Corruzione sul Ponte sullo Stretto, Libera e Greenpeace: “Massima attenzione, troppe forzature”
«Le notizie emerse nelle ultime ore sull’inchiesta della Procura di Roma relativa alle presunte interferenze sulla procedura autorizzativa per la realizzazione del ponte sullo Stretto di Messina meritano la massima attenzione e confermano che la domanda di verità, giustizia e responsabilità pubblica non è uno slogan, ma una necessità sempre più urgente per le nostre istituzioni democratiche». Lo si legge in una nota di Libera, l’associazione antimafia fondata da don Luigi Ciotti nel 1995.
«Non stupisce – continua l’associazione – che attorno a opere di enorme rilevanza economica, politica e strategica possano addensarsi grumi di interessi opachi. È facile ipotizzare tentativi di condizionamento improprio, pressioni indebite e opacità in processi decisionali che mettono sul tavolo miliardi di fondi pubblici. Le criticità della procedura relativa al Ponte sono evidenti e già segnalate: l’assenza di competizione nell’aggiudicazione, la lievitazione esponenziale dei costi previsti, tutti in carico alle casse pubbliche, il mancato approfondimento dei profili di sicurezza geologica, sismica e ingegneristica, cruciali in un’opera di tale portata. È proprio in questi contesti – osserva Libera – che occorrerebbe il massimo livello di trasparenza, controllo pubblico e indipendenza degli organismi di vigilanza. Anziché rafforzare i controlli, negli ultimi anni sono stati invece sistematicamente indeboliti i presidi anticorruzione».
«La corruzione – conclude Libera – non è soltanto un reato. È la manifestazione di un potere invisibile e irresponsabile che corrode principi e regole della democrazia, saccheggia risorse alla collettività, compromette la tutela di diritti fondamentali, alimenta distacco e sfiducia nelle istituzioni. Per questo il contrasto alla corruzione richiede un impegno condiviso tra cittadinanza, istituzioni e politica».

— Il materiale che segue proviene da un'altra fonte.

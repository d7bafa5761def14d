//! Projection of a matched item into data-source attributes.

use indexmap::IndexMap;
use specsource_types::{ItemPayload, ItemValue, Property, PropertyType, SchemaDefinition};

use crate::schema::is_reserved;

/// Copies item fields into output attributes keyed by field name.
#[derive(Debug, Default, Clone, Copy)]
pub struct ResultProjector;

impl ResultProjector {
    /// Projects `item` through the top-level properties of `schema`, skipping
    /// the identifier, a property named like the filter block and any
    /// property `skip` selects (parent identifiers).
    ///
    /// Fields absent from the item, or null, are left out. Scalars are
    /// normalized toward their declared type; objects and lists of objects
    /// are projected recursively through their nested schema.
    pub fn project(
        &self,
        item: &ItemPayload,
        schema: &SchemaDefinition,
        skip: impl Fn(&Property) -> bool,
    ) -> IndexMap<String, ItemValue> {
        schema
            .iter()
            .filter(|property| !schema.is_identifier(property) && !is_reserved(property) && !skip(property))
            .filter_map(|property| project_field(item, property))
            .collect()
    }
}

fn project_field(item: &ItemPayload, property: &Property) -> Option<(String, ItemValue)> {
    let value = item.get(&property.name).filter(|value| !value.is_null())?;
    Some((property.field_name(), project_value(value, property)))
}

/// Nested blocks keep every property, identifiers included.
fn project_block(item: &ItemPayload, schema: &SchemaDefinition) -> IndexMap<String, ItemValue> {
    schema
        .iter()
        .filter_map(|property| project_field(item, property))
        .collect()
}

fn project_value(value: &ItemValue, property: &Property) -> ItemValue {
    let Ok(kind) = property.property_type() else {
        return value.clone();
    };

    match (kind, value, property.nested.as_ref()) {
        (PropertyType::Object, ItemValue::Map(nested_item), Some(nested)) => {
            ItemValue::Map(project_block(nested_item, nested))
        }
        (PropertyType::Array, ItemValue::List(elements), nested) => {
            let items_kind = property.items_property_type().ok().flatten();
            ItemValue::List(
                elements
                    .iter()
                    .map(|element| match (items_kind, element, nested) {
                        (Some(PropertyType::Object), ItemValue::Map(nested_item), Some(nested)) => {
                            ItemValue::Map(project_block(nested_item, nested))
                        }
                        (Some(scalar), _, _) if scalar.is_primitive() => element.clone().into_declared(scalar),
                        _ => element.clone(),
                    })
                    .collect(),
            )
        }
        (scalar, _, _) if scalar.is_primitive() => value.clone().into_declared(scalar),
        _ => value.clone(),
    }
}
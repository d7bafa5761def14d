//! Usage notifications for data-source operations.

use std::fmt;
use std::sync::{Arc, Mutex};

use chrono::Utc;
use serde_json::json;
use tokio::task::JoinSet;
use tracing::{debug, info, warn};

/// The operation a telemetry notification refers to.
#[derive(Debug, Clone, Copy, PartialEq, Eq, Hash)]
pub enum TelemetryOperation {
    Read,
    Create,
    Update,
    Delete,
}

impl TelemetryOperation {
    pub fn as_str(&self) -> &'static str {
        match self {
            Self::Read => "read",
            Self::Create => "create",
            Self::Update => "update",
            Self::Delete => "delete",
        }
    }
}

impl fmt::Display for TelemetryOperation {
    fn fmt(&self, f: &mut fmt::Formatter<'_>) -> fmt::Result {
        f.write_str(self.as_str())
    }
}

/// Fire-and-forget receiver of operation notifications.
pub trait TelemetryHandler: Send + Sync {
    fn submit(&self, resource_name: &str, operation: TelemetryOperation);
}

/// Discards every notification.
#[derive(Debug, Default, Clone, Copy)]
pub struct NoopTelemetry;

impl TelemetryHandler for NoopTelemetry {
    fn submit(&self, _resource_name: &str, _operation: TelemetryOperation) {}
}

/// Records notifications as tracing events.
#[derive(Debug, Default, Clone, Copy)]
pub struct TracingTelemetry;

impl TelemetryHandler for TracingTelemetry {
    fn submit(&self, resource_name: &str, operation: TelemetryOperation) {
        info!(resource = %resource_name, operation = %operation, "data source operation completed");
    }
}

/// Posts an `IncCounter` metric named `<resource>.<operation>` to an HTTP
/// endpoint on a background task. Delivery failures are only logged.
///
/// Submissions are tracked until [`HttpTelemetry::flush`] awaits them; callers
/// that shut their runtime down should flush first.
#[derive(Debug, Clone)]
pub struct HttpTelemetry {
    http: reqwest::Client,
    endpoint: String,
    pending: Arc<Mutex<JoinSet<()>>>,
}

impl HttpTelemetry {
    pub fn new(endpoint: impl Into<String>) -> Self {
        Self {
            http: reqwest::Client::new(),
            endpoint: endpoint.into(),
            pending: Arc::new(Mutex::new(JoinSet::new())),
        }
    }

    fn metric_body(resource_name: &str, operation: TelemetryOperation) -> serde_json::Value {
        json!({
            "metric_type": "IncCounter",
            "metric_name": format!("{}.{}", resource_name, operation),
            "timestamp": Utc::now().to_rfc3339(),
        })
    }

    /// Waits for every submitted metric to be delivered or to fail.
    pub async fn flush(&self) {
        let mut tasks = match self.pending.lock() {
            Ok(mut pending) => std::mem::take(&mut *pending),
            Err(poisoned) => std::mem::take(&mut *poisoned.into_inner()),
        };
        let count = tasks.len();
        while let Some(result) = tasks.join_next().await {
            if let Err(error) = result {
                warn!(endpoint = %self.endpoint, error = %error, "telemetry task did not complete");
            }
        }
        debug!(endpoint = %self.endpoint, count, "telemetry flushed");
    }
}

impl TelemetryHandler for HttpTelemetry {
    fn submit(&self, resource_name: &str, operation: TelemetryOperation) {
        let Ok(runtime) = tokio::runtime::Handle::try_current() else {
            warn!(resource = %resource_name, "no async runtime available; telemetry dropped");
            return;
        };

        let body = Self::metric_body(resource_name, operation);
        let request = self.http.post(&self.endpoint).json(&body);
        let endpoint = self.endpoint.clone();
        let delivery = async move {
            match request.send().await {
                Ok(response) if response.status().is_success() => {
                    debug!(endpoint = %endpoint, status = %response.status(), "telemetry submitted");
                }
                Ok(response) => {
                    warn!(endpoint = %endpoint, status = %response.status(), "telemetry endpoint rejected metric");
                }
                Err(error) => {
                    warn!(endpoint = %endpoint, error = %error, "telemetry submission failed");
                }
            }
        };

        let mut pending = match self.pending.lock() {
            Ok(pending) => pending,
            Err(poisoned) => poisoned.into_inner(),
        };
        while pending.try_join_next().is_some() {}
        pending.spawn_on(delivery, &runtime);
    }
}
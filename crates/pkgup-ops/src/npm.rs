//! The external package manager, driven as a subprocess.

use std::collections::BTreeSet;
use std::path::{Path, PathBuf};
use std::time::{Duration, Instant};

use pkgup_core::config::PackageClient;
use pkgup_core::tree::DependencyNode;
use pkgup_util::errors::PkgupError;
use pkgup_util::process::CommandBuilder;

/// Runs package-manager commands inside one project directory.
///
/// Listing and registry queries always go through npm; only reinstalling
/// honours the chosen [`PackageClient`].
pub struct PackageManager {
    project_dir: PathBuf,
    npm: String,
}

impl PackageManager {
    pub fn new(project_dir: &Path) -> Self {
        Self {
            project_dir: project_dir.to_path_buf(),
            npm: PackageClient::Npm.program().to_string(),
        }
    }

    /// Use a different npm executable (e.g. an absolute path).
    pub fn with_npm_program(mut self, program: &str) -> Self {
        self.npm = program.to_string();
        self
    }

    pub fn project_dir(&self) -> &Path {
        &self.project_dir
    }

    fn npm(&self) -> CommandBuilder {
        CommandBuilder::new(&self.npm).cwd(&self.project_dir)
    }

    fn program_for(&self, client: PackageClient) -> &str {
        match client {
            PackageClient::Npm => &self.npm,
            PackageClient::Yarn => client.program(),
        }
    }

    /// Delete `node_modules` and install from scratch. Returns the time spent.
    pub fn reinstall(&self, client: PackageClient) -> miette::Result<Duration> {
        let start = Instant::now();
        let modules = self.project_dir.join("node_modules");
        if modules.is_dir() {
            tracing::debug!("Removing {}", modules.display());
            std::fs::remove_dir_all(&modules).map_err(PkgupError::Io)?;
        }
        CommandBuilder::new(self.program_for(client))
            .arg("install")
            .cwd(&self.project_dir)
            .exec_checked()?;
        Ok(start.elapsed())
    }

    /// Names of every installed package, nested ones included.
    ///
    /// npm exits non-zero on peer-dependency problems while still printing the
    /// listing, so the exit status is ignored.
    pub fn list_installed(&self, dev: bool) -> miette::Result<BTreeSet<String>> {
        let output = self
            .npm()
            .args(["ls", "--parseable"])
            .arg_if(!dev, "--prod")
            .exec()?;
        let stdout = String::from_utf8_lossy(&output.stdout);
        Ok(parse_parseable(&stdout))
    }

    /// Every published version of `package`, oldest first.
    pub fn view_versions(&self, package: &str) -> miette::Result<Vec<String>> {
        let output = self
            .npm()
            .args(["view", package, "versions", "--json"])
            .exec_checked()?;
        let stdout = String::from_utf8_lossy(&output.stdout);
        parse_versions(&stdout).map_err(|message| {
            PkgupError::Parse {
                message: format!("npm view {package}: {message}"),
            }
            .into()
        })
    }

    /// The installed tree restricted to paths containing `package`.
    pub fn list_tree(&self, package: &str, dev: bool) -> miette::Result<DependencyNode> {
        let output = self
            .npm()
            .args(["ls", package, "--json"])
            .arg_if(!dev, "--prod")
            .exec()?;
        if !output.status.success() {
            tracing::debug!(
                "npm ls exited with {:?}: {}",
                output.status.code(),
                String::from_utf8_lossy(&output.stderr).trim()
            );
        }
        DependencyNode::from_json(&String::from_utf8_lossy(&output.stdout))
    }
}

/// Package names from `npm ls --parseable` output.
///
/// The first line is the project itself and is skipped. Every other line is
/// reduced to what follows its last `node_modules/`, which keeps scoped names
/// such as `@babel/core` whole.
pub fn parse_parseable(output: &str) -> BTreeSet<String> {
    const MARKER: &str = "node_modules/";
    output
        .lines()
        .skip(1)
        .filter_map(|line| {
            let line = line.trim().replace('\\', "/");
            let idx = line.rfind(MARKER)?;
            let name = line[idx + MARKER.len()..].trim_end_matches('/');
            (!name.is_empty()).then(|| name.to_string())
        })
        .collect()
}

/// Versions from `npm view <pkg> versions --json`: an array, or a bare string
/// when only one version was ever published.
pub fn parse_versions(json: &str) -> Result<Vec<String>, String> {
    if json.trim().is_empty() {
        return Err("no output".to_string());
    }
    let value: serde_json::Value = serde_json::from_str(json).map_err(|e| e.to_string())?;
    match value {
        serde_json::Value::String(v) => Ok(vec![v]),
        serde_json::Value::Array(items) => items
            .into_iter()
            .map(|item| match item {
                serde_json::Value::String(v) => Ok(v),
                other => Err(format!("unexpected version entry {other}")),
            })
            .collect(),
        other => Err(format!("unexpected versions value {other}")),
    }
}
use pkgup_core::tree::DependencyNode;

const LISTING: &str = r#"{
  "name": "my-app",
  "version": "1.0.0",
  "problems": ["peer dep missing: react@^16"],
  "dependencies": {
    "zeta": {
      "version": "2.0.0",
      "from": "zeta@^2.0.0",
      "resolved": "https://registry.npmjs.org/zeta/-/zeta-2.0.0.tgz",
      "dependencies": {
        "lodash": { "version": "4.17.4", "from": "lodash@^4.17.0" }
      }
    },
    "alpha": {
      "version": "1.0.0",
      "from": "github:acme/alpha",
      "resolved": "git+https://github.com/acme/alpha.git#abc123"
    },
    "missing-peer": { "required": "^16.0.0", "missing": true }
  }
}"#;

#[test]
fn test_parse_listing() {
    let tree = DependencyNode::from_json(LISTING).unwrap();
    assert_eq!(tree.name.as_deref(), Some("my-app"));
    assert_eq!(tree.version.as_deref(), Some("1.0.0"));
    assert_eq!(tree.dependencies.len(), 3);

    let lodash = tree.child("zeta").and_then(|z| z.child("lodash")).unwrap();
    assert_eq!(lodash.version.as_deref(), Some("4.17.4"));
    assert!(lodash.is_leaf());
}

#[test]
fn test_dependency_order_is_preserved() {
    let tree = DependencyNode::from_json(LISTING).unwrap();
    let names: Vec<&str> = tree.dependencies.names().collect();
    assert_eq!(names, vec!["zeta", "alpha", "missing-peer"]);
}

#[test]
fn test_missing_node_has_no_version() {
    let tree = DependencyNode::from_json(LISTING).unwrap();
    let missing = tree.child("missing-peer").unwrap();
    assert!(missing.version.is_none());
}

#[test]
fn test_empty_listing() {
    let tree = DependencyNode::from_json("{}").unwrap();
    assert!(tree.name.is_none());
    assert!(tree.is_leaf());
}

#[test]
fn test_null_dependencies() {
    let tree = DependencyNode::from_json(r#"{"name": "x", "dependencies": null}"#).unwrap();
    assert!(tree.is_leaf());
}

#[test]
fn test_invalid_json_is_error() {
    let err = DependencyNode::from_json("npm ERR! code ELSPROBLEMS").unwrap_err();
    assert!(err.to_string().contains("invalid dependency tree JSON"));
}

#[test]
fn test_serialize_keeps_order() {
    let tree = DependencyNode::default()
        .dependency("b", DependencyNode::with_version("1.0.0"))
        .dependency("a", DependencyNode::with_version("2.0.0"));
    let json = serde_json::to_string(&tree).unwrap();
    assert_eq!(
        json,
        r#"{"dependencies":{"b":{"version":"1.0.0"},"a":{"version":"2.0.0"}}}"#
    );
    assert_eq!(DependencyNode::from_json(&json).unwrap(), tree);
}

#[test]
fn test_duplicate_keys_keep_first() {
    let tree = DependencyNode::from_json(
        r#"{"dependencies": {"a": {"version": "1.0.0"}, "a": {"version": "2.0.0"}}}"#,
    )
    .unwrap();
    assert_eq!(tree.dependencies.len(), 1);
    assert_eq!(tree.child("a").unwrap().version.as_deref(), Some("1.0.0"));
}

#[test]
fn test_collect_drops_repeated_names() {
    let deps: pkgup_core::tree::Dependencies = (0..1000)
        .map(|i| (format!("pkg-{}", i % 10), DependencyNode::with_version(format!("1.0.{i}"))))
        .collect();
    assert_eq!(deps.len(), 10);
    assert_eq!(deps.get("pkg-3").unwrap().version.as_deref(), Some("1.0.3"));
    assert_eq!(deps.names().next(), Some("pkg-0"));
}
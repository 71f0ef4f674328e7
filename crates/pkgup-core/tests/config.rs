use pkgup_core::config::{Config, PackageClient};

#[test]
fn test_config_defaults() {
    let config = Config::default();
    assert_eq!(config.defaults.client, PackageClient::Npm);
    assert!(!config.defaults.dev);
    assert!(config.defaults.reinstall);
    assert_eq!(config.prompt.page_size, 15);
}

#[test]
fn test_config_from_empty_toml() {
    let config: Config = toml::from_str("").unwrap();
    assert!(config.defaults.reinstall);
    assert_eq!(config.prompt.page_size, 15);
}

#[test]
fn test_config_from_toml() {
    let config: Config = toml::from_str(
        r#"
[defaults]
client = "yarn"
dev = true
reinstall = false

[prompt]
page-size = 30
"#,
    )
    .unwrap();
    assert_eq!(config.defaults.client, PackageClient::Yarn);
    assert!(config.defaults.dev);
    assert!(!config.defaults.reinstall);
    assert_eq!(config.prompt.page_size, 30);
}

#[test]
fn test_load_from_missing_file_gives_defaults() {
    let tmp = tempfile::TempDir::new().unwrap();
    let config = Config::load_from(&tmp.path().join("config.toml")).unwrap();
    assert_eq!(config.prompt.page_size, 15);
}

#[test]
fn test_load_from_malformed_file_is_error() {
    let tmp = tempfile::TempDir::new().unwrap();
    let path = tmp.path().join("config.toml");
    std::fs::write(&path, "[defaults\nclient = ").unwrap();
    assert!(Config::load_from(&path).is_err());
}

#[test]
fn test_client_from_str() {
    assert_eq!("npm".parse::<PackageClient>(), Ok(PackageClient::Npm));
    assert_eq!(" Yarn ".parse::<PackageClient>(), Ok(PackageClient::Yarn));
    assert!("pnpm".parse::<PackageClient>().is_err());
}

#[test]
fn test_client_program() {
    assert_eq!(PackageClient::Npm.program(), "npm");
    assert_eq!(PackageClient::Yarn.to_string(), "yarn");
}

Greenpeace: “Vicenda caratterizzata da troppe forzature”
«Le indagini per corruzione e rivelazione del segreto d’ufficio nell’ambito del progetto per la realizzazione del Ponte sullo Stretto di Messina aggiungono preoccupazione a una vicenda caratterizzata da troppe forzature: da quelle sulle norme sugli appalti e sulla tutela dell’ambiente, alle norme inserite nei “decreti sicurezza” che criminalizzano chi protesta contro questi ecomostri, fino al tentativo di modificare i poteri stessi della Corte dei Conti. La vicenda del Ponte sullo Stretto si configura come un’antologia di forzature, più o meno palesi, delle norme che sostengono la nostra democrazia», dichiara Alessandro Giannì, Responsabile Relazioni Istituzionali e Scientifiche di Greenpeace Italia. «Greenpeace, con altre associazioni e comitati, continuerà a opporsi a questa inutile colata di cemento e a ricordare a tutte e tutti, comprese le autorità europee, che questa vicenda è una minaccia che va ben oltre le pur importanti questioni di tutela dell’ambiente. La scorsa settimana Greenpeace ha lanciato la campagna “Aggiungiamo bellezza al mare” che ha mostrato come l’area marina dello Stretto di Messina sia ricca di biodiversità e abbia caratteristiche di unicità nel Mediterraneo che meriterebbero una reale tutela, con la creazione di un’Area Marina Protetta, anziché un progetto pericoloso come quello del Ponte sullo Stretto, che rischia di distruggere interi ecosistemi.